Como consecuencia del aumento de la permeabilidad en la microvasculatura, el fibrinógeno plasmático se extravasa y coagula formando una matriz extracelular provisional que hace de soporte para el crecimiento de nuevos vasos y fibroblastos, los cuales a su vez, organizan una matriz de fibrina avascular en el estroma del tejido conectivo perivascular.

“La literatura en medicina deportiva establece que una adecuada hidratación es crucial para el desempeño atlético. El trabajo de parto y el parto pueden interpretarse como un ejercicio físico de alta resistencia”

Es importante enfatizar que los fluidos intravenosos, aunque sean soluciones cristaloides no dejan de ser drogas y como tales tienen una limitación en dosis y por supuesto no carecen de efectos secundarios.

MANEJO DE FLUIDOS

Con respecto a la administración de fluidos, se deben tomar en cuenta diferentes variables las cuales incluyen: volumen, la velocidad de infusión, tipo de fluido (cristaloides vs. coloides) y el momento (antes del inicio de la anestesia precarga o coincidiendo con el inicio de la anestesia cocarga). Al combinar estas variables se pueden visualizar 4 métodos diferentes de fluidoterapia:

  1. Precarga con cristolides.
  2. Precarga con coloides.
  3. Cocarga con cristaloides.
  4. Cocarga con coloides.

Compromiso hemodinámico es una indicación común para ingreso en la UCI en la población obstétrica que se manifiesta como hipotensión, hipertensión o más raramente como una arritmia cardíaca.
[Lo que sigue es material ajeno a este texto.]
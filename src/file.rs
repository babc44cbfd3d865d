use std::fs;
use std::path::{Path, PathBuf};

use tempfile::{NamedTempFile, TempPath};

use crate::decorator::forward_stream;
use crate::error::Result;
use crate::handle::{Mode, Stream};
use crate::stream::{copy, ByteStream, Detach};

/// Stream over a file on disk.
#[derive(Debug)]
pub struct FileStream {
    stream: Stream<fs::File>,
    path: PathBuf,
    temp: Option<TempPath>,
}

impl FileStream {
    /// Opens `path` with an `fopen`-style `mode` (see [`Mode::parse`]).
    pub fn open<P: AsRef<Path>>(path: P, mode: &str) -> Result<Self> {
        let path = path.as_ref();
        let mode = Mode::parse(mode)?;
        let file = mode.open_options().open(path)?;
        let size = file.metadata()?.len();

        Ok(Self {
            stream: Stream::with_size(file, mode, size),
            path: path.to_path_buf(),
            temp: None,
        })
    }

    /// Creates an empty temporary file. The file is removed when the stream
    /// is deleted or dropped.
    pub fn temp() -> Result<Self> {
        let (file, temp) = NamedTempFile::new()?.into_parts();
        log::trace!("created temporary file {}", temp.display());

        Ok(Self {
            stream: Stream::with_size(file, Mode::read_write(), 0),
            path: temp.to_path_buf(),
            temp: Some(temp),
        })
    }

    /// Temporary file holding a copy of `source`, positioned at the start.
    pub fn temp_from(source: &mut dyn ByteStream) -> Result<Self> {
        let mut file = Self::temp()?;
        let copied = copy(source, &mut file)?;
        file.rewind()?;
        log::debug!("spooled {} bytes into {}", copied, file.path.display());
        Ok(file)
    }

    pub fn path(&self) -> &Path {
        &self.path
    }

    /// Closes the stream and removes the file from disk.
    pub fn delete(mut self) -> Result<()> {
        self.stream.close()?;
        match self.temp.take() {
            Some(temp) => temp.close()?,
            None => fs::remove_file(&self.path)?,
        }
        log::debug!("deleted {}", self.path.display());
        Ok(())
    }
}

impl ByteStream for FileStream {
    forward_stream!(stream =>
        is_readable, is_writable, is_seekable,
        read, write, seek, tell, eof, size, close,
    );
}

impl Detach for FileStream {
    type Handle = fs::File;

    fn detach(&mut self) -> Result<Option<fs::File>> {
        self.stream.detach()
    }
}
Las causas de la hipotensión materna incluyen:

• La hemorragia obstétrica (sobre todo después del parto)

• La sepsis

• Cardiomiopatía periparto

• La embolia amniótica

• Embolia pulmonar

• Ruptura uterina

• Anestesia epidural / espinal

Desarrollo        

El gasto cardíaco materno aumenta aproximadamente a las 10 semanas, esto resulta de un aumento tanto en el volumen sistólico y la frecuencia cardíaca. En el tercer trimestre, el ritmo cardíaco alcanza un máximo de 10-15 latidos / min sobre la línea base. El gasto cardiaco se incrementa hasta en 50% en comparación con la mujer no gestante, atribuyéndose estas modificaciones a una elevación de la frecuencia cardiaca (15 a25% mayor que en la mujer no embarazada), al volumen latido, que se encuentra elevado en 25 a 30% al final del embarazo, y finalmente a una disminución de la resistencia vascular periférica, en 20%, aproximadamente.

En gestaciones múltiples, el gasto cardiaco materno es mayor en 20% sobre el incremento normal; la volemia y el volumen plasmático se incrementan hasta 45% y 55%, respectivamente, al final del embarazo.

Presión arterial sistólica y diastólica caen a lo largo de los primeros dos trimestres, alcanzando su punto más bajo a las 24-28 semanas.

La presión sistólica disminuye un promedio de 5-10 mmHg, mientras que la presión diastólica cae 10-15 mmHg. La presión arterial y el gasto cardíaco puede verse afectado aún más por la postura materna. Al final del embarazo, el útero grávido puede obstruir mecánicamente la aorta y la vena cava, en posición supina.